Ms. Vizzachero was convicted by a jury of harboring and concealing a person from arrest in violation of 18 U.S.C. §§ 2, 1071; she has moved to acquit. Because the essential elements of the crime were not proved from the evidence adduced at trial, the motion is granted.
FACTS
On a motion for acquittal, the Court must "view the evidence in the light most favorable to the government," United States v. Jenkins, 90 F.3d 814, 817 (3d Cir. 1996); the facts of this case are presented accordingly.
Adrian Mastrangelo, Jr., was a fugitive from arrest. Mr. Mastrangelo was Ms. Vizzachero's boyfriend; he is the father of her child. She had known him for 28 years but had not been in an intimate relationship for the entire 28 years; in May, 1995, they had been dating continuously for at least two years.
Detective James Nelson, assigned to the Drug Enforcement Administration, showed Ms. Vizzachero a copy of the arrest warrant for Mr. Mastrangelo on December 19, 1994. After learning of the arrest warrant, Ms.
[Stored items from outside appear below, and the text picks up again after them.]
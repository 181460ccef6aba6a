//! Lazily constructed store.
//!
//! The real store client is built on first use. Until construction succeeds
//! every call fails with [`StoreError::NotConfigured`].

use super::{Document, DocumentStore, WriteOp, MAX_BATCH_WRITES};
use crate::error::StoreError;
use async_trait::async_trait;
use std::sync::Arc;
use tokio::sync::OnceCell;
use tracing::{info, warn};

/// Builds the underlying store.
#[async_trait]
pub trait StoreFactory: Send + Sync {
    /// Construct the store client.
    async fn create(&self) -> Result<Arc<dyn DocumentStore>, StoreError>;
}

#[async_trait]
impl<F> StoreFactory for F
where
    F: Fn() -> Result<Arc<dyn DocumentStore>, StoreError> + Send + Sync,
{
    async fn create(&self) -> Result<Arc<dyn DocumentStore>, StoreError> {
        (self)()
    }
}

/// Store proxy that constructs its target on first call.
pub struct LazyStore {
    factory: Box<dyn StoreFactory>,
    inner: OnceCell<Arc<dyn DocumentStore>>,
}

impl LazyStore {
    /// Create a proxy around `factory`.
    pub fn new(factory: impl StoreFactory + 'static) -> Self {
        Self {
            factory: Box::new(factory),
            inner: OnceCell::new(),
        }
    }

    /// Whether the underlying store has been built.
    pub fn is_initialized(&self) -> bool {
        self.inner.initialized()
    }

    async fn store(&self) -> Result<&Arc<dyn DocumentStore>, StoreError> {
        self.inner
            .get_or_try_init(|| async {
                match self.factory.create().await {
                    Ok(store) => {
                        info!("Document store initialized");
                        Ok(store)
                    }
                    Err(e) => {
                        warn!(error = %e, "Document store construction failed");
                        Err(match e {
                            StoreError::NotConfigured(msg) => StoreError::NotConfigured(msg),
                            other => StoreError::NotConfigured(other.to_string()),
                        })
                    }
                }
            })
            .await
    }
}

#[async_trait]
impl DocumentStore for LazyStore {
    async fn get(&self, collection: &str, doc_id: &str) -> Result<Option<Document>, StoreError> {
        self.store().await?.get(collection, doc_id).await
    }

    async fn commit(&self, writes: &[WriteOp]) -> Result<(), StoreError> {
        self.store().await?.commit(writes).await
    }

    fn max_batch_size(&self) -> usize {
        self.inner
            .get()
            .map(|store| store.max_batch_size())
            .unwrap_or(MAX_BATCH_WRITES)
    }
}

#[cfg(test)]
mod tests {
    use super::*;
    use crate::store::InMemoryStore;
    use std::sync::atomic::{AtomicU32, Ordering};

    #[tokio::test]
    async fn test_builds_once_on_first_use() {
        let builds = Arc::new(AtomicU32::new(0));
        let counter = Arc::clone(&builds);
        let store = LazyStore::new(move || {
            counter.fetch_add(1, Ordering::SeqCst);
            Ok::<_, StoreError>(Arc::new(InMemoryStore::new()) as Arc<dyn DocumentStore>)
        });

        assert!(!store.is_initialized());
        assert_eq!(store.get("c", "1").await.unwrap(), None);
        store.commit(&[]).await.unwrap();

        assert!(store.is_initialized());
        assert_eq!(builds.load(Ordering::SeqCst), 1);
    }

    #[tokio::test]
    async fn test_factory_error_surfaces_as_not_configured() {
        let store = LazyStore::new(|| {
            Err::<Arc<dyn DocumentStore>, _>(StoreError::Unavailable("no credentials".into()))
        });

        let err = store.get("c", "1").await.unwrap_err();
        assert!(matches!(err, StoreError::NotConfigured(ref m) if m.contains("no credentials")));

        let err = store.commit(&[]).await.unwrap_err();
        assert!(matches!(err, StoreError::NotConfigured(_)));
        assert!(!store.is_initialized());
        assert_eq!(store.max_batch_size(), MAX_BATCH_WRITES);
    }

    #[tokio::test]
    async fn test_reports_inner_batch_size() {
        let store = LazyStore::new(|| {
            Ok::<_, StoreError>(
                Arc::new(InMemoryStore::new().with_max_batch_size(10)) as Arc<dyn DocumentStore>
            )
        });
        store.commit(&[]).await.unwrap();
        assert_eq!(store.max_batch_size(), 10);
    }
}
Vizzachero did not allow Mr. Mastrangelo into her house. Ms. Vizzachero urged him to surrender and arranged for two attorneys to meet with him and counsel him to surrender.
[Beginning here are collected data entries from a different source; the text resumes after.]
#[cfg(test)]
mod tests {
    use super::*;

    fn breaker(failures: u32, reset_ms: u64) -> CircuitBreaker {
        CircuitBreaker::new(
            CircuitBreakerConfig::new("test")
                .with_failure_threshold(failures)
                .with_reset_timeout(Duration::from_millis(reset_ms))
                .with_success_threshold(2),
        )
    }

    #[test]
    fn test_starts_closed() {
        let cb = CircuitBreaker::new(CircuitBreakerConfig::default());
        assert_eq!(cb.state(), CircuitState::Closed);
        assert_eq!(cb.name(), "store");
        assert!(cb.is_allowed());
    }

    #[test]
    fn test_opens_after_threshold() {
        let cb = breaker(3, 1_000);

        cb.record_failure();
        cb.record_failure();
        assert_eq!(cb.state(), CircuitState::Closed);

        cb.record_failure();
        assert_eq!(cb.state(), CircuitState::Open);
        assert!(!cb.is_allowed());
        assert_eq!(cb.stats().times_opened, 1);
    }

    #[test]
    fn test_success_resets_failure_count() {
        let cb = breaker(3, 1_000);
        cb.record_failure();
        cb.record_failure();
        assert_eq!(cb.failure_count(), 2);

        cb.record_success();
        assert_eq!(cb.failure_count(), 0);
        assert_eq!(cb.state(), CircuitState::Closed);
    }

    #[test]
    fn test_half_open_then_closed() {
        let cb = breaker(2, 10);
        cb.record_failure();
        cb.record_failure();
        assert!(!cb.is_allowed());

        std::thread::sleep(Duration::from_millis(15));
        assert!(cb.is_allowed());
        assert_eq!(cb.state(), CircuitState::HalfOpen);

        cb.record_success();
        assert_eq!(cb.state(), CircuitState::HalfOpen);
        cb.record_success();
        assert_eq!(cb.state(), CircuitState::Closed);
    }

    #[test]
    fn test_half_open_admits_one_trial_call_at_a_time() {
        let cb = breaker(1, 20);
        cb.record_failure();

        std::thread::sleep(Duration::from_millis(25));
        assert!(cb.is_allowed());
        assert!(!cb.is_allowed());
        assert!(!cb.is_allowed());

        cb.record_success();
        assert_eq!(cb.state(), CircuitState::HalfOpen);
        assert!(cb.is_allowed());
        assert!(!cb.is_allowed());

        cb.record_success();
        assert_eq!(cb.state(), CircuitState::Closed);
        assert!(cb.is_allowed());
        assert!(cb.is_allowed());
    }

    #[test]
    fn test_abandoned_trial_call_frees_slot_after_timeout() {
        let cb = breaker(1, 20);
        cb.record_failure();

        std::thread::sleep(Duration::from_millis(25));
        assert!(cb.is_allowed());
        assert!(!cb.is_allowed());

        std::thread::sleep(Duration::from_millis(25));
        assert!(cb.is_allowed());
    }

    #[tokio::test]
    async fn test_half_open_rejects_concurrent_calls() {
        let cb = breaker(1, 20);
        cb.record_failure();
        tokio::time::sleep(Duration::from_millis(25)).await;

        let slow = cb.execute(|| async {
            tokio::time::sleep(Duration::from_millis(20)).await;
            Ok::<_, StoreError>(1)
        });
        let fast = async {
            tokio::time::sleep(Duration::from_millis(5)).await;
            cb.execute(|| async { Ok::<_, StoreError>(2) }).await
        };
        let (slow, fast) = tokio::join!(slow, fast);

        assert_eq!(slow.unwrap(), 1);
        assert!(matches!(fast, Err(CircuitBreakerError::Open)));
        assert_eq!(cb.stats().rejected_calls, 1);
    }

    #[test]
    fn test_half_open_failure_reopens() {
        let cb = breaker(2, 10);
        cb.record_failure();
        cb.record_failure();

        std::thread::sleep(Duration::from_millis(15));
        assert!(cb.is_allowed());

        cb.record_failure();
        assert_eq!(cb.state(), CircuitState::Open);
        assert_eq!(cb.stats().times_opened, 2);
    }

    #[test]
    fn test_reset() {
        let cb = breaker(1, 1_000);
        cb.record_failure();
        assert_eq!(cb.state(), CircuitState::Open);

        cb.reset();
        assert_eq!(cb.state(), CircuitState::Closed);
        assert!(cb.is_allowed());
    }

    #[test]
    fn test_from_settings() {
        let settings = CircuitBreakerSettings {
            failure_threshold: 7,
            reset_timeout_seconds: 3,
            success_threshold: 1,
        };
        let config = CircuitBreakerConfig::from_settings("store", &settings);
        assert_eq!(config.failure_threshold, 7);
        assert_eq!(config.reset_timeout, Duration::from_secs(3));
        assert_eq!(config.success_threshold, 1);
    }

    #[tokio::test]
    async fn test_execute_records_outcomes() {
        let cb = breaker(2, 1_000);

        let ok: Result<i32, CircuitBreakerError<StoreError>> = cb.execute(|| async { Ok(42) }).await;
        assert_eq!(ok.unwrap(), 42);

        for _ in 0..2 {
            let res: Result<i32, _> = cb
                .execute(|| async { Err(StoreError::Unavailable("down".into())) })
                .await;
            assert!(matches!(res, Err(CircuitBreakerError::Service(_))));
        }
        assert_eq!(cb.state(), CircuitState::Open);

        let refused: Result<i32, CircuitBreakerError<StoreError>> =
            cb.execute(|| async { Ok(1) }).await;
        assert!(matches!(refused, Err(CircuitBreakerError::Open)));
        assert_eq!(cb.stats().rejected_calls, 1);
    }

    #[tokio::test]
    async fn test_execute_with_fallback() {
        let cb = breaker(1, 1_000);

        let value = cb
            .execute_with_fallback(|| async { Ok::<_, StoreError>(true) }, |_| false)
            .await;
        assert!(value);

        let value = cb
            .execute_with_fallback(
                || async { Err::<bool, _>(StoreError::Unavailable("down".into())) },
                |err| {
                    assert!(matches!(err, CircuitBreakerError::Service(_)));
                    false
                },
            )
            .await;
        assert!(!value);

        let mut ran = false;
        let value = cb
            .execute_with_fallback(
                || {
                    ran = true;
                    async { Ok::<_, StoreError>(true) }
                },
                |err| {
                    assert!(matches!(err, CircuitBreakerError::Open));
                    false
                },
            )
            .await;
        assert!(!value);
        assert!(!ran);
    }

    #[test]
    fn test_error_into_store_error() {
        let err: StoreError = CircuitBreakerError::<StoreError>::Open.into();
        assert_eq!(err, StoreError::CircuitOpen);

        let err: StoreError =
            CircuitBreakerError::Service(StoreError::Timeout(Duration::from_secs(1))).into();
        assert_eq!(err, StoreError::Timeout(Duration::from_secs(1)));
    }
}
Ms. Vizzachero's sister, Mary Santone, testified that Ms. Vizzachero and Mr. Mastrangelo stayed overnight at her home on three occasions in April and May, 1995. The last night they were there together was Friday, May 19, 1995, the night Mr. Mastrangelo and Ms. Vizzachero were arrested by federal authorities. Ms. Vizzachero arrived at her sister's home around 9:00 p.m. after having telephoned to ask if Mrs. Santone would be there. Later that evening, Mr. Mastrangelo arrived. After Mr. and Mrs. Santone, Ms. Vizzachero and Mr. Mastrangelo had tea and cookies, the couples went to different rooms for the night.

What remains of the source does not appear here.